Short Summer Special

With every Short Summer Special we have asked a young writer to do a Q&A with the artist and write a text. Here done by Jorne Vriens. 

It is one of the most matter of fact descriptions of a life imaginable, the work entitled “Biography of On Kawara”. The contents are listed as a dry “17,615 days”. It is also striking that Kawara sums up his own life up to that point and that according to the rules of the genre it therewith actually is an autobiography. Even that reference to the self was too personal for the artist. The absolute absence of details – abstraction in fact – leaves plenty of room for the imagination. You can only imagine what the 48-year-old artist had experienced until then.
The sturdy stack of approximately four hundred drawings that Berend Strik made in about two years time is in a way also an (almost) daily report without it being a literal record of what the artist experienced on a specific date.

In the English texts on them I recognize quotes from films, fragments of pop songs and sayings or words that mean something other than the literal translation suggests. For example, we looked at a drawing with the word ‘moonshine’ of which you can only know from too many American films that this is not about moonshine but about home-made alchohol. It is these catchwords and slogans that linger. The words and images that Strik records on paper are therefore no attempt to report his state of mind. Yet the drawings are personal, if only because it is the result of a day of browsing in newspapers, books, films, websites and other media.

The one-way traffic of the mass media is based on consumption by an audience. Strik absorbs all that material and gives it a twist so that the drawings have their own quality. We get to know the maker a bit by the way in which he familiarizes himself with that found material. A preference for humor, for example, which reveals the absurdity of the original message through a slight twist. Like an eager head from a pornography brickwork in the Duomo of Florence. Quoting The Donald to refer to that one duck. Or a title, borrowed from George Harrison, where it is not the ‘guitar’ but the ‘art’ that ‘gently weeps’ and where the colors do indeed dabble over the sheet.

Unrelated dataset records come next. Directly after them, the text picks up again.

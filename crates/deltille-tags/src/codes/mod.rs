#![allow(clippy::unreadable_literal)]

mod apriltag16h5;
mod apriltag25h9;
mod apriltag36h11;
mod deltag16h5;
mod deltag25h9;

pub(crate) use apriltag16h5::APRILTAG_16H5;
pub(crate) use apriltag25h9::APRILTAG_25H9;
pub(crate) use apriltag36h11::APRILTAG_36H11;
pub(crate) use deltag16h5::DELTAG_16H5;
pub(crate) use deltag25h9::DELTAG_25H9;
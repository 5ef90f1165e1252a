//! Per-vertex touch counting.
//!
//! Every filled cell votes for the lattice vertices it owns. A vertex becomes
//! a calibration corner only when exactly the lattice's multiplicity of cells
//! voted for it (2 on a square lattice, 3 on a triangular one).

use std::collections::HashMap;

/// Accumulated votes for one vertex.
#[derive(Clone, Copy, Debug, PartialEq, Eq)]
pub struct CornerVotes {
    /// Highest marker id among the voting cells. `None` when no marker voted.
    pub tag_id: Option<u32>,
    /// Number of cells that touched this vertex.
    pub count: u32,
}

/// A vertex that reached the required touch count.
#[derive(Clone, Copy, Debug, PartialEq, Eq)]
pub struct ValidCorner {
    pub i: i32,
    pub j: i32,
    pub tag_id: Option<u32>,
}

/// Insertion-ordered map from vertex `(i, j)` to its votes.
///
/// Iteration follows the order in which vertices were first touched, so the
/// same grid always yields the same corner order.
#[derive(Clone, Debug, Default)]
pub struct CornerRegistry {
    index: HashMap<(i32, i32), usize>,
    entries: Vec<((i32, i32), CornerVotes)>,
}

impl CornerRegistry {
    pub fn new() -> Self {
        Self::default()
    }

    /// Record one touch of vertex `(i, j)`.
    ///
    /// `None` stands for a cell without a marker and never replaces a real id.
    pub fn vote(&mut self, i: i32, j: i32, tag_id: Option<u32>) {
        match self.index.get(&(i, j)) {
            Some(&slot) => {
                let votes = &mut self.entries[slot].1;
                // Option orders None below every Some, so max keeps the best marker.
                votes.tag_id = votes.tag_id.max(tag_id);
                votes.count += 1;
            }
            None => {
                self.index.insert((i, j), self.entries.len());
                self.entries.push(((i, j), CornerVotes { tag_id, count: 1 }));
            }
        }
    }

    /// Votes recorded for `(i, j)`, if any.
    pub fn get(&self, i: i32, j: i32) -> Option<CornerVotes> {
        self.index.get(&(i, j)).map(|&slot| self.entries[slot].1)
    }

    /// Number of distinct vertices touched.
    #[inline]
    pub fn len(&self) -> usize {
        self.entries.len()
    }

    #[inline]
    pub fn is_empty(&self) -> bool {
        self.entries.is_empty()
    }

    /// All touched vertices in first-touch order.
    pub fn iter(&self) -> impl Iterator<Item = ((i32, i32), CornerVotes)> + '_ {
        self.entries.iter().copied()
    }

    /// Vertices whose touch count equals `multiplicity`, in first-touch order.
    pub fn valid_corners(&self, multiplicity: u32) -> impl Iterator<Item = ValidCorner> + '_ {
        self.entries
            .iter()
            .filter(move |(_, votes)| votes.count == multiplicity)
            .map(|&((i, j), votes)| ValidCorner {
                i,
                j,
                tag_id: votes.tag_id,
            })
    }
}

In any case, reflections on art are often reflected in the drawings. Art is praised for its potential, there are all kinds of qualities that are attributed to it. This of course also has to do with the fact that the life of an artist is also partly about making art. Once again there is a sideways glimpse of a personal life. These lyrics about art are uplifting and optimistic, and therefore perhaps slogans in themselves.

The lyrics are mostly aphoristic; they contain a truth without being explained in detail, which is precisely why it provides an opportunity to think further. Because an aphorism is both succinct and powerful, such a sentence can determine the image at a glance. I thought. Strik rightly explained to me that images cannot exist completely independently anyway. The text therefore does not compete with the image and is dependent on each other and can only be understood as a whole.

This series of drawings shows how outside influence does not have to make murmur, but with a handy twist can actually be a registration of liveliness.